The dependency or the unlimited freedom one would have on a motorbike (however a female commuter wanted to sit on it) is the main concern for us getting our women to remote places to work in order to earn.
For the World Economic Forum, a main concern on the Fourth Industrial revolution is where AI, technology and automation could widen the gap between those less currently enabled. Therefore, as part of the development rollout, they now have countries onboard with specific programs to re-skilling labour with life based skills. One such program in Pakistan is the establishment of the National Accelerator on Closing Skills Gap in partnership with the World Economic Forum.
One private venture which may have started out this chain reaction of comments and debate is the news of a private initiative called WoW. Women on Wheels by the Salman Sufi Foundation started training women on electric motorbikes.
The Salman Sufi Foundation is an independently run social welfare organisation dedicated to women empowerment, equality, and social justice in Pakistan.
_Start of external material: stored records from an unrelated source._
mod echo;

use std::fs;
use std::path::{Path, PathBuf};

use anyhow::{Context, anyhow};
use clap::{Parser, ValueEnum};
use owo_colors::OwoColorize;
use shelfmark_core::{ArticleRecord, Extractor, ExtractorConfig, FetchConfig, fetch_file, fetch_stdin};
use tracing_subscriber::EnvFilter;
use url::Url;

const VERSION: &str = env!("CARGO_PKG_VERSION");

/// Stand-in page URL for HTML read from stdin without `--url`.
const STDIN_URL: &str = "about:blank";

#[derive(Debug, Clone, Copy, PartialEq, Eq, ValueEnum)]
enum OutputFormat {
    /// Labelled fields followed by the body text
    Text,
    /// The record as pretty-printed JSON
    Json,
}

/// Preview the article Shelfmark would save for a page
#[derive(Parser, Debug)]
#[command(name = "shelfmark", version, long_about = None)]
struct Args {
    /// URL to fetch, local HTML file, or "-" for stdin
    #[arg(value_name = "INPUT")]
    input: String,

    /// Output format
    #[arg(short, long, value_enum, default_value_t = OutputFormat::Text)]
    format: OutputFormat,

    /// Output file (default: stdout)
    #[arg(short, long, value_name = "FILE")]
    output: Option<PathBuf>,

    /// Page URL for file or stdin input, used for relative links and as the fallback title
    #[arg(long, value_name = "URL")]
    url: Option<String>,

    /// Primary fetch timeout in seconds
    #[arg(long, default_value = "30", value_name = "SECS")]
    timeout: u64,

    /// Fallback fetch timeout in seconds
    #[arg(long, default_value = "10", value_name = "SECS")]
    fallback_timeout: u64,

    /// Custom User-Agent for HTTP requests
    #[arg(long, value_name = "UA")]
    user_agent: Option<String>,

    /// Skip the readability pass and only scrape
    #[arg(long)]
    fallback_only: bool,

    /// Enable debug logging
    #[arg(short, long)]
    verbose: bool,
}

enum Input {
    Url(String),
    File(PathBuf),
    Stdin,
}

impl Input {
    fn classify(raw: &str) -> Self {
        if raw == "-" {
            Self::Stdin
        } else if raw.starts_with("http://") || raw.starts_with("https://") {
            Self::Url(raw.to_string())
        } else {
            Self::File(PathBuf::from(raw))
        }
    }
}

fn extractor_config(args: &Args) -> ExtractorConfig {
    let fetch = |timeout: u64| {
        let mut config = FetchConfig::with_timeout(timeout);
        if let Some(user_agent) = &args.user_agent {
            config.user_agent = user_agent.clone();
        }
        config
    };

    ExtractorConfig {
        primary: fetch(args.timeout),
        fallback: fetch(args.fallback_timeout),
        fallback_only: args.fallback_only,
        ..Default::default()
    }
}

fn file_url(path: &Path) -> anyhow::Result<String> {
    let absolute = std::path::absolute(path).with_context(|| format!("Failed to resolve {}", path.display()))?;
    Url::from_file_path(&absolute)
        .map(String::from)
        .map_err(|()| anyhow!("Cannot express {} as a file URL", absolute.display()))
}

async fn run(args: &Args) -> anyhow::Result<ArticleRecord> {
    let extractor = Extractor::new(extractor_config(args));

    let (html, page_url) = match Input::classify(&args.input) {
        Input::Url(url) => {
            if args.verbose {
                echo::print_step(1, 2, &format!("Fetching {}", url.bright_white().underline()));
            }
            return extractor.extract(&url).await.context("Failed to extract article");
        }
        Input::File(path) => {
            if args.verbose {
                echo::print_step(1, 2, &format!("Reading file {}", path.display().bright_white()));
            }
            let html = fetch_file(&args.input).context("Failed to read input file")?;
            let page_url = match &args.url {
                Some(url) => url.clone(),
                None => file_url(&path)?,
            };
            (html, page_url)
        }
        Input::Stdin => {
            if args.verbose {
                echo::print_step(1, 2, "Reading from stdin");
            }
            let html = fetch_stdin().context("Failed to read from stdin")?;
            (html, args.url.clone().unwrap_or_else(|| STDIN_URL.to_string()))
        }
    };

    tracing::debug!(input = %args.input, page_url = %page_url, bytes = html.len(), "extracting local html");
    if args.verbose {
        eprintln!("  {} {}\n", "Size:".dimmed(), echo::format_size(html.len()).bright_white());
        echo::print_step(2, 2, "Extracting article");
    }

    extractor.extract_html(&html, &page_url).context("Failed to extract article")
}

fn render_text(record: &ArticleRecord) -> String {
    let mut header = vec![format!("Title: {}", record.title)];
    if let Some(author) = &record.author {
        header.push(format!("Author: {author}"));
    }
    if let Some(date) = &record.published_date {
        header.push(format!("Published: {date}"));
    }
    if let Some(image) = &record.top_image {
        header.push(format!("Image: {image}"));
    }

    format!("{}\n\n{}\n", header.join("\n"), record.content)
}

fn init_tracing(verbose: bool) {
    let default = if verbose { "shelfmark_core=debug,shelfmark=debug" } else { "warn" };
    let filter = EnvFilter::try_from_default_env().unwrap_or_else(|_| EnvFilter::new(default));
    tracing_subscriber::fmt().with_env_filter(filter).with_writer(std::io::stderr).with_target(false).init();
}

#[tokio::main]
async fn main() -> anyhow::Result<()> {
    let args = Args::parse();
    init_tracing(args.verbose);

    if args.verbose {
        echo::print_banner();
        echo::print_info("Debug logging enabled");
        if args.fallback_only {
            echo::print_warning("Readability pass disabled, scraping only");
        }
        eprintln!();
    }

    let record = run(&args).await?;

    if args.verbose {
        echo::print_record_summary(&record);
    }

    let output = match args.format {
        OutputFormat::Text => render_text(&record),
        OutputFormat::Json => {
            let mut json = serde_json::to_string_pretty(&record).context("Failed to serialize record")?;
            json.push('\n');
            json
        }
    };

    match &args.output {
        Some(path) => {
            fs::write(path, output).with_context(|| format!("Failed to write to file: {}", path.display()))?;
            echo::print_success(&format!("Output written to {}", path.display().bright_white()));
        }
        None => print!("{}", output),
    }

    Ok(())
}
Recently they have just signed an MOU with Cheetay.pk (a delivery service) who will hire WoW beneficiaries as part of their official fleet. One can only imagine a fleet of 10,000 women riders-mobile with employment opportunities.
If these numbers are true, one can use such parallel models set by the government on a much larger scale and incorporate a national mobility driving program to teach such skills. Incentives could be given perhaps as loans for bikes and/or the provision of motorbikes as a part of an achievements program and a life skills course; and yes, even cars as part of an investment venture could be created especially for women.
This would create a nation-wide shift towards betterment not only in terms of modernisation but also the advancement of a universally accepted norm and mode of transport whilst teaching a life skill technique for the fourth industrial revolution. One such example in our daily lives is the women gaining employment by offering their services through different ride hailing apps.
From Muslim women who went to work and even war 1400 years ago on camels, which was a mode of transport at the given time in Arabia, to women now driving and on motorbikes we are certainly a few steps away to something that would energise our systems and a global perception towards modernity.
It is a fact that Women's Empowerment movement is not confined to one straight course of action. There is no magic solution here so to speak in order to address it in one go to close the gender gap in workplaces. However, there are different 'routes' which are enabling factors to process the way by encouragement and lifting cultural barriers. And there are several challenges to confront. There is hope for a time when it would be normal to see a woman going about freely to her own business, whether it is work, or for just another drive out in the city.